Finite-Sample Regret Bound for Distributionally Robust Offline Tabular Reinforcement Learning

Zhengqing Zhou; Zhengyuan Zhou; Qinxun Bai; Linhai Qiu; Jose Blanchet; Peter Glynn

2021 AISTATS AISTATS 2021

Finite-Sample Regret Bound for Distributionally Robust Offline Tabular Reinforcement Learning

Abstract

While reinforcement learning has witnessed tremendous success recently in a wide range of domains, robustness–or the lack thereof–remains an important issue that remains inadequately addressed. In this paper, we provide a distributionally robust formulation of offline learning policy in tabular RL that aims to learn a policy from historical data (collected by some other behavior policy) that is robust to the future environment arising as a perturbation of the training environment. We first develop a novel policy evaluation scheme that accurately estimates the robust value (i.e. how robust it is in a perturbed environment) of any given policy and establish its finite-sample estimation error.

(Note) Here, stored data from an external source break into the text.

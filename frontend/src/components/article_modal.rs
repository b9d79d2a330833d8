use eden_shared::modal::{ClickRegion, CloseTrigger, ModalView};
use wasm_bindgen::{JsCast, JsValue};
use web_sys::Element;
use yew::prelude::*;

use crate::{
    components::article_body::ArticleBody,
    hooks::{use_body_scroll_lock, use_escape_key},
    i18n::{
        current::{common as common_text, modal as t},
        fill_one, fill_two,
    },
    modal_context::{use_modal, ModalAction, ModalContext},
    models::{ArticleListItem, ArticleSlots},
    utils,
};

/// The shared article modal. Renders nothing useful until a card, ticker
/// item or search opens it through the modal context.
#[function_component(ArticleModal)]
pub fn article_modal() -> Html {
    let modal = use_modal();
    let overlay_ref = use_node_ref();
    let is_open = modal.as_ref().map(|ctx| ctx.modal.is_open()).unwrap_or(false);
    let scroll_locked = modal.as_ref().map(|ctx| ctx.modal.scroll_locked()).unwrap_or(false);

    let close_with = {
        let modal = modal.clone();
        move |trigger: CloseTrigger| {
            let modal = modal.clone();
            Callback::from(move |_| {
                if let Some(modal) = modal.as_ref() {
                    modal.dispatch(ModalAction::Close(trigger));
                }
            })
        }
    };

    use_body_scroll_lock(scroll_locked);
    use_escape_key(is_open, close_with(CloseTrigger::Escape));

    let Some(modal) = modal else {
        return Html::default();
    };

    // Yew delegates events to the app root, so `current_target` is never the
    // overlay; compare the target against the overlay node instead.
    let on_backdrop_click = {
        let modal = modal.clone();
        let overlay_ref = overlay_ref.clone();
        Callback::from(move |e: MouseEvent| {
            let target = e.target().and_then(|t| t.dyn_into::<Element>().ok());
            let overlay = overlay_ref.cast::<Element>();
            let on_overlay = matches!((target, overlay), (Some(t), Some(o)) if t == o);
            modal.dispatch(ModalAction::Click(ClickRegion::of_target(on_overlay)));
        })
    };

    let stop_content_bubble = Callback::from(|e: MouseEvent| e.stop_propagation());

    let on_close_click = {
        let close = close_with(CloseTrigger::CloseButton);
        Callback::from(move |_: MouseEvent| close.emit(()))
    };

    let body = match modal.modal.view() {
        Some(ModalView::Article(slots)) => render_article(slots),
        Some(ModalView::SearchResults {
            query,
            results,
        }) => render_search_results(&modal, query, results),
        None => html! {},
    };

    html! {
        <div
            ref={overlay_ref}
            id="articleModal"
            class="modal"
            style={if is_open { "display: block;" } else { "display: none;" }}
            aria-hidden={(!is_open).to_string()}
            onclick={on_backdrop_click}
        >
            <div
                class="modal-content"
                role="dialog"
                aria-modal="true"
                onclick={stop_content_bubble}
            >
                <button
                    type="button"
                    class="close-modal"
                    aria-label={t::CLOSE_ARIA}
                    onclick={on_close_click}
                >
                    {"×"}
                </button>
                { body }
            </div>
        </div>
    }
}

fn render_article(slots: &ArticleSlots) -> Html {
    let on_share = {
        let title = slots.title.clone();
        Callback::from(move |_: MouseEvent| share_article(&title))
    };
    let on_bookmark = {
        let title = slots.title.clone();
        Callback::from(move |_: MouseEvent| utils::alert(&fill_one(t::BOOKMARKED_TEMPLATE, &title)))
    };
    let on_print = Callback::from(|_: MouseEvent| {
        if let Some(win) = web_sys::window() {
            let _ = win.print();
        }
    });

    html! {
        <article class="modal-article">
            <img id="modalImage" src={slots.image.clone()} alt={slots.title.clone()} />
            <div class="modal-header">
                <span id="modalCategory" class="modal-category">{ &slots.category }</span>
                <h1 id="modalTitle" class="modal-title">{ &slots.title }</h1>
                <div class="modal-meta">
                    {
                        if let Some(author) = slots.author.as_ref() {
                            html! {
                                <span id="modalAuthor" class="modal-author">
                                    { fill_one(common_text::BY_AUTHOR_TEMPLATE, author) }
                                </span>
                            }
                        } else {
                            html! {}
                        }
                    }
                    <span id="modalDate" class="modal-date">{ &slots.date }</span>
                </div>
            </div>
            <ArticleBody
                id={AttrValue::Static("modalContent")}
                class={classes!("modal-body")}
                html={AttrValue::from(slots.body.clone())}
            />
            <div class="modal-actions">
                <button type="button" class="share-btn" onclick={on_share}>{ t::SHARE }</button>
                <button type="button" class="bookmark-btn" onclick={on_bookmark}>{ t::BOOKMARK }</button>
                <button type="button" class="print-btn" onclick={on_print}>{ t::PRINT }</button>
            </div>
        </article>
    }
}

fn render_search_results(modal: &ModalContext, query: &str, results: &[ArticleListItem]) -> Html {
    html! {
        <div class="search-results">
            <h2>{ fill_one(t::SEARCH_TITLE_TEMPLATE, query) }</h2>
            <p>{ fill_one(t::SEARCH_COUNT_TEMPLATE, results.len()) }</p>
            { for results.iter().map(|result| {
                let onclick = {
                    let modal = modal.clone();
                    let id = result.id.clone();
                    Callback::from(move |_: MouseEvent| {
                        modal.dispatch(ModalAction::OpenArticle(id.clone()))
                    })
                };
                html! {
                    <div key={result.id.clone()} class="search-result-item" {onclick}>
                        <img src={result.image.clone()} alt={result.title.clone()} />
                        <div>
                            <span class="category">{ &result.category }</span>
                            <h3>{ &result.title }</h3>
                            <div class="meta">{ fill_two(t::META_TEMPLATE, &result.author, &result.date) }</div>
                        </div>
                    </div>
                }
            }) }
        </div>
    }
}

/// Web Share API when available, otherwise copy "title - url" to the
/// clipboard.
fn share_article(title: &str) {
    let Some(win) = web_sys::window() else {
        return;
    };
    let navigator: JsValue = win.navigator().into();
    let url = utils::current_url();

    let share_fn = js_sys::Reflect::get(&navigator, &JsValue::from_str("share"))
        .ok()
        .and_then(|f| f.dyn_into::<js_sys::Function>().ok());
    if let Some(share) = share_fn {
        let data = js_sys::Object::new();
        let _ = js_sys::Reflect::set(&data, &JsValue::from_str("title"), &JsValue::from_str(title));
        let _ = js_sys::Reflect::set(&data, &JsValue::from_str("url"), &JsValue::from_str(&url));
        let _ = share.call1(&navigator, &data);
        return;
    }

    let Some(clipboard) = js_sys::Reflect::get(&navigator, &JsValue::from_str("clipboard"))
        .ok()
        .filter(|value| !value.is_undefined())
    else {
        return;
    };
    let write_text = js_sys::Reflect::get(&clipboard, &JsValue::from_str("writeText"))
        .ok()
        .and_then(|f| f.dyn_into::<js_sys::Function>().ok());
    let Some(write_text) = write_text else {
        return;
    };
    let text = JsValue::from_str(&format!("{title} - {url}"));
    let Ok(promise) = write_text
        .call1(&clipboard, &text)
        .and_then(|value| value.dyn_into::<js_sys::Promise>())
    else {
        return;
    };
    wasm_bindgen_futures::spawn_local(async move {
        match wasm_bindgen_futures::JsFuture::from(promise).await {
            Ok(_) => utils::alert(t::LINK_COPIED),
            Err(err) => web_sys::console::error_1(&err),
        }
    });
}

Building on this, we then develop a novel and minimax-optimal distributionally robust learning algorithm that achieves $O_P\left(1/\sqrt{n}\right)$ regret, meaning that with high probability, the policy learned from using $n$ training data points will be $O\left(1/\sqrt{n}\right)$ close to the optimal distributionally robust policy. Finally, our simulation results demonstrate the superiority of our distributionally robust approach compared to non-robust RL algorithms.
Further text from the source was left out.